What do the New COVID-19 Laws and Regulations Mean for Your Personal Finances?
April 9, 2020
The novel coronavirus (SARS-CoV-2) has suddenly and radically changed how Americans live, work, and do business. From learning the dos and don’ts of social distancing to coping with new kinds of job insecurity, many of us have had to make uncomfortable — even painful — adjustments over the past month.
Looking to the future, much remains uncertain. But we do know that, right now, our nation is mobilizing its considerable resources to help those most impacted by COVID-19. A vital weapon in this fight is the Coronavirus Aid, Relief, and Economic Security (CARES) Act.
President Trump signed the CARES Act into law on March 27, 2020. His doing so created a $2 trillion relief fund for major industries (such as travel and hospitality), small businesses, and individuals.
How is this $2 trillion being divvied up? How will the CARES Act benefit the average American and their family?

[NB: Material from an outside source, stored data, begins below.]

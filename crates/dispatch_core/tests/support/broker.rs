#![allow(dead_code)]

use std::sync::Arc;

use tokio::task::JoinHandle;
use tokio_util::sync::CancellationToken;

use dispatch_contract::contract::{Envelope, EnvelopeKind};
use dispatch_core::channel::{
    run_consumer, ChannelError, Connector, ExchangeKind, InMemoryBroker, MemoryChannel,
    MessageChannel, MessageConsumer, MessageHandler, QueueOptions, Subscription, Supervisor,
};

use super::eventually;

/// Declare `queue` and bind it to `exchange` so a test can inspect what a
/// component publishes there.
pub async fn capture(
    broker: &InMemoryBroker,
    exchange: &str,
    kind: ExchangeKind,
    routing_key: &str,
    queue: &str,
) {
    let channel = broker.connect().await.expect("connect");
    channel
        .declare_exchange(exchange, kind)
        .await
        .expect("declare exchange");
    channel
        .declare_queue(queue, QueueOptions::default())
        .await
        .expect("declare queue");
    channel
        .bind(queue, exchange, routing_key)
        .await
        .expect("bind capture queue");
}

/// Wait for `count` messages on `queue`, then consume, decode as `carries`
/// and ack them.
pub async fn take(
    broker: &InMemoryBroker,
    queue: &str,
    carries: EnvelopeKind,
    count: usize,
) -> Vec<Envelope> {
    eventually(&format!("{count} message(s) on {queue}"), || {
        broker.queue_depth(queue).unwrap_or(0) >= count
    })
    .await;

    let channel = broker.connect().await.expect("connect");
    let mut consumer = channel.consume(queue).await.expect("consume");
    let mut envelopes = Vec::with_capacity(count);
    for _ in 0..count {
        let delivery = consumer.next().await.expect("delivery");
        envelopes.push(Envelope::decode(carries, delivery.body()).expect("envelope decodes"));
        delivery.ack().expect("ack");
    }
    envelopes
}

/// Run `handler` on `subscription` in a background task.
pub fn spawn_consumer<H>(
    supervisor: Arc<Supervisor<InMemoryBroker>>,
    subscription: Subscription,
    handler: Arc<H>,
    shutdown: CancellationToken,
) -> JoinHandle<Result<(), ChannelError>>
where
    H: MessageHandler<MemoryChannel> + 'static,
{
    tokio::spawn(async move { run_consumer(&supervisor, &subscription, &*handler, &shutdown).await })
}

/// Wait until `queue` has at least `count` subscribers.
pub async fn wait_for_consumers(broker: &InMemoryBroker, queue: &str, count: usize) {
    eventually(&format!("{count} consumer(s) on {queue}"), || {
        broker.consumer_count(queue).unwrap_or(0) >= count
    })
    .await;
}
//! Exchange, queue and routing-key names shared by every service.

pub const BOOKINGS_EXCHANGE: &str = "bookings";
pub const NOTIFICATIONS_EXCHANGE: &str = "notifications";
pub const TRACKING_EXCHANGE: &str = "tracking";
pub const FRAUD_EXCHANGE: &str = "fraud";
pub const DEAD_LETTER_EXCHANGE: &str = "dead-letter";

pub const DRIVER_MATCHING_QUEUE: &str = "driver-matching";
pub const FRAUD_TRACKING_QUEUE: &str = "fraud-tracking-monitor";
pub const BOOKING_UPDATES_QUEUE: &str = "booking-updates";

pub const BOOKING_ASSIGNED_KEY: &str = "booking.assigned";
pub const BOOKING_CANCELLED_KEY: &str = "booking.cancelled";
pub const BOOKING_COMPLETED_KEY: &str = "booking.completed";
pub const DRIVER_NEW_REQUEST_KEY: &str = "driver.new_request";
pub const ANOMALY_DETECTED_KEY: &str = "anomaly.detected";

/// Room name observers join to follow a trip.
pub fn trip_room(trip_id: &str) -> String {
    format!("trip:{trip_id}")
}

/// Per-instance queue feeding a gateway's trip relay from the tracking fanout.
pub fn tracking_relay_queue(instance_id: &str) -> String {
    format!("tracking-relay.{instance_id}")
}

/// Queue collecting messages rejected from `source_queue`.
pub fn dead_letter_queue(source_queue: &str) -> String {
    format!("{source_queue}.dead")
}

#[cfg(test)]
mod tests {
    use super::*;

    #[test]
    fn trip_room_prefixes_trip_id() {
        assert_eq!(trip_room("t-42"), "trip:t-42");
    }

    #[test]
    fn derived_queue_names_are_stable() {
        assert_eq!(tracking_relay_queue("gw-1"), "tracking-relay.gw-1");
        assert_eq!(dead_letter_queue(DRIVER_MATCHING_QUEUE), "driver-matching.dead");
    }
}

What does the CARES Act mean for your wallet, your bank account, your retirement fund, and your financial peace of mind? Read on the get the answers to your most pressing CARES Act questions.

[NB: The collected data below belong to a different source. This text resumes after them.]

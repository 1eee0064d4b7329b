//! Dispatch engine: proximity index, message channel, matching, live
//! location gateway and location integrity checks.
//!
//! Components share state only through explicit `Arc` handles; nothing in
//! this crate is a process-wide singleton apart from the tracing subscriber.

pub mod channel;
pub mod clock;
pub mod config;
pub mod gateway;
pub mod geo;
pub mod integrity;
pub mod matching;
pub mod spatial;
pub mod telemetry;

#[cfg(feature = "test-helpers")]
pub mod test_helpers;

Does The CARES Act Provide Direct Financial Assistance To Individuals?
Yes. Stimulus checks — otherwise known as economic impact payments — are a pillar of the CARES Act and will be issued to individual American taxpayers.
How Much Will My Stimulus Check Be?
Individuals who reported an adjusted gross income (AGI) of no more than $75,000 on their most recent tax return will receive $1,200. Married couples with an AGI of $150,000 will each receive a $2,400 payment. Parents who qualify for either a $1,200 or $2,400 stimulus check will also receive an additional $500 for every child claimed as a dependent on their tax return.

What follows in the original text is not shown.